What GCSEs do I need to be a doctor?
So many friends, colleagues, parents and of course, students come to me and ask this question, what GSCE subjects do I need to be a doctor? Often I've just looked at them and replied "everything, do everything and get the highest grades!". Of course, the answer wasn't entirely incorrect, in fact there is a lot of truth to it, in short, yes you have to do a lot of GCSE subjects which you would do anyway and yes, of course you have to aim for the highest possible grades in each subject. In equal measure however, there are some other facts that I feel I need to delve into and explain...

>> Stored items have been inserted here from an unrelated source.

// ============================================================================
// Repository Trait
// ============================================================================

/// Persistent store for groups, servers, measurements and the selection
#[async_trait]
pub trait ServerRepository: Send + Sync {
    /// All groups in creation order
    async fn list_groups(&self) -> Result<Vec<Group>>;

    /// Get a group by id
    async fn get_group(&self, id: &str) -> Result<Option<Group>>;

    /// Insert or update a group
    async fn save_group(&self, group: &Group) -> Result<()>;

    /// Server ids of a group in stored order
    async fn list_server_ids(&self, group_id: &str) -> Result<Vec<String>>;

    /// Server ids of every group in stored order
    async fn list_all_server_ids(&self) -> Result<Vec<String>>;

    /// Get a server by id
    async fn get_config(&self, id: &str) -> Result<Option<ServerConfig>>;

    /// Append a server at the end of the stored order
    async fn add_server(&self, config: &ServerConfig) -> Result<()>;

    /// Replace every server of a group with `configs`, keeping their order.
    ///
    /// Returns the ids of the stored servers.
    async fn replace_group_servers(
        &self,
        group_id: &str,
        configs: Vec<ServerConfig>,
    ) -> Result<Vec<String>>;

    /// Remove a server; unknown ids are ignored.
    ///
    /// Removing the selected server clears the selection, as does
    /// [`replace_group_servers`](Self::replace_group_servers) when the selected
    /// server is not among the new ones.
    async fn remove_server(&self, id: &str) -> Result<()>;

    /// Store a new order for the servers of a group.
    ///
    /// Ids that do not belong to the group are ignored; members missing from
    /// `ids` keep their relative order after the listed ones.
    async fn set_server_order(&self, group_id: &str, ids: &[String]) -> Result<()>;

    /// Last measurement of a server
    async fn get_affiliation(&self, id: &str) -> Result<Option<AffiliationInfo>>;

    /// Overwrite the measurement of a server
    async fn set_affiliation(&self, id: &str, info: &AffiliationInfo) -> Result<()>;

    /// Drop measurements for exactly `ids`
    async fn clear_affiliations(&self, ids: &[String]) -> Result<()>;

    /// Currently selected server
    async fn get_selected(&self) -> Result<Option<SelectedServer>>;

    /// Replace the selected server
    async fn set_selected(&self, selected: &SelectedServer) -> Result<()>;

    /// Servers of a group in stored order, skipping dangling ids
    async fn list_group_configs(&self, group_id: &str) -> Result<Vec<ServerConfig>> {
        let ids = self.list_server_ids(group_id).await?;
        let mut configs = Vec::with_capacity(ids.len());
        for id in ids {
            if let Some(config) = self.get_config(&id).await? {
                configs.push(config);
            }
        }
        Ok(configs)
    }

    /// Every server joined with its measurement, in stored order
    async fn list_entries(&self) -> Result<Vec<ServerEntry>> {
        let ids = self.list_all_server_ids().await?;
        let mut entries = Vec::with_capacity(ids.len());
        for id in ids {
            let Some(config) = self.get_config(&id).await? else {
                continue;
            };
            let affiliation = self.get_affiliation(&id).await?;
            entries.push(ServerEntry {
                config,
                affiliation,
            });
        }
        Ok(entries)
    }
}

/// Compute the new member order of a group.
///
/// `members` is the group's current order. The result lists the requested ids
/// that are members (first occurrence wins) followed by the remaining members.
pub(crate) fn merge_order(members: &[String], requested: &[String]) -> Vec<String> {
    let member_set: HashSet<&str> = members.iter().map(String::as_str).collect();
    let mut seen: HashSet<&str> = HashSet::with_capacity(members.len());
    let mut order = Vec::with_capacity(members.len());

    for id in requested {
        if member_set.contains(id.as_str()) && seen.insert(id.as_str()) {
            order.push(id.clone());
        }
    }
    for id in members {
        if seen.insert(id.as_str()) {
            order.push(id.clone());
        }
    }

    order
}

// ============================================================================
// SQLite Implementation
// ============================================================================

/// SQLite implementation of ServerRepository
///
/// Uses `Mutex` to ensure thread-safety for the SQLite connection.
pub struct SqliteServerRepository {
    conn: Mutex<Connection>,
}

impl SqliteServerRepository {
    /// Open (or create) a repository at `path`
    pub fn new(path: impl AsRef<Path>) -> Result<Self> {
        let path = path.as_ref();

        if let Some(parent) = path.parent() {
            if !parent.as_os_str().is_empty() {
                std::fs::create_dir_all(parent)?;
            }
        }

        let conn = Connection::open(path)?;
        conn.execute_batch("PRAGMA journal_mode=WAL; PRAGMA synchronous=NORMAL;")?;

        let repo = Self {
            conn: Mutex::new(conn),
        };
        repo.create_schema()?;

        tracing::info!(path = %path.display(), "SQLite repository initialized");
        Ok(repo)
    }

    /// Create in-memory repository (for testing)
    pub fn in_memory() -> Result<Self> {
        let conn = Connection::open_in_memory()?;
        let repo = Self {
            conn: Mutex::new(conn),
        };
        repo.create_schema()?;
        Ok(repo)
    }

    fn lock(&self) -> Result<MutexGuard<'_, Connection>> {
        Ok(self.conn.lock().map_err(|_| StorageError::Poisoned)?)
    }

    fn create_schema(&self) -> Result<()> {
        let conn = self.lock()?;
        conn.execute_batch(
            r#"
                CREATE TABLE IF NOT EXISTS groups (
                    id TEXT PRIMARY KEY,
                    name TEXT NOT NULL,
                    url TEXT NOT NULL DEFAULT '',
                    enabled INTEGER NOT NULL DEFAULT 1,
                    position INTEGER NOT NULL
                );

                CREATE TABLE IF NOT EXISTS servers (
                    id TEXT PRIMARY KEY,
                    group_id TEXT NOT NULL,
                    name TEXT NOT NULL,
                    protocol TEXT NOT NULL,
                    params TEXT NOT NULL,
                    position INTEGER NOT NULL
                );

                CREATE INDEX IF NOT EXISTS idx_servers_group
                    ON servers(group_id, position);

                CREATE TABLE IF NOT EXISTS affiliations (
                    server_id TEXT PRIMARY KEY,
                    latency_ms INTEGER NOT NULL,
                    tested_at TEXT NOT NULL
                );

                CREATE TABLE IF NOT EXISTS selection (
                    slot INTEGER PRIMARY KEY CHECK (slot = 0),
                    group_id TEXT NOT NULL,
                    server_id TEXT NOT NULL
                );
                "#,
        )?;

        Ok(())
    }

    fn next_server_position(conn: &Connection) -> Result<i64> {
        let position: i64 = conn.query_row(
            "SELECT COALESCE(MAX(position), -1) + 1 FROM servers",
            [],
            |row| row.get(0),
        )?;
        Ok(position)
    }

    fn drop_dangling_selection(conn: &Connection) -> Result<()> {
        conn.execute(
            "DELETE FROM selection WHERE server_id NOT IN (SELECT id FROM servers)",
            [],
        )?;
        Ok(())
    }

    fn insert_server(conn: &Connection, config: &ServerConfig, position: i64) -> Result<()> {
        let params_json = serde_json::to_string(&config.outbound.params)?;
        conn.execute(
            r#"
                INSERT OR REPLACE INTO servers (id, group_id, name, protocol, params, position)
                VALUES (?1, ?2, ?3, ?4, ?5, ?6)
                "#,
            params![
                config.id,
                config.group_id,
                config.name,
                config.outbound.protocol,
                params_json,
                position
            ],
        )?;
        Ok(())
    }
}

What do the Universities require?
Universities vary in their requirements for GCSEs. Some will calculate the score from the 8 highest GCSE grades you get, others will look at all of them and then others will focus more on the core subjects like Maths, English and Sciences only. Some Universities will look at your application even if you had some grade Bs in the core subjects, others will not even short list your application for interview. Universities look at GCSEs differently with relation to your UKCAT performance and A level scores. In conclusion, the requirements vary somewhat between universities as explained above but I think we can conclude, you need to do very well in your GCSEs. From Blue Peanut, we have been officially advising our students and parents to aim for GCSEs with at least 8 A* (A stars), especially in the core subjects. In new GCSE currency, i.e. the number system, the equivalent would perhaps be grades 8 or 9 in at least 8 GCSEs.
What GCSEs to choose?
It is quite universal in the UK that most schools will require the student to do the core subjects (Maths, English literature, English language, Biology, Chemistry, Physics or Dual Sciences) so here the student has no choice. For the other subjects, we advise that the student strongly considers his or her strengths and likes i.e. choose subjects which they have enjoyed in years 7 to 9. It is important to pick subjects they enjoy so that the chances of achieving highest grades in the end is maximised.
I believe the above will put the student in the strongest possible position in achieving the highest GCSE grades possible and thereby maximising the chances of getting into medical school.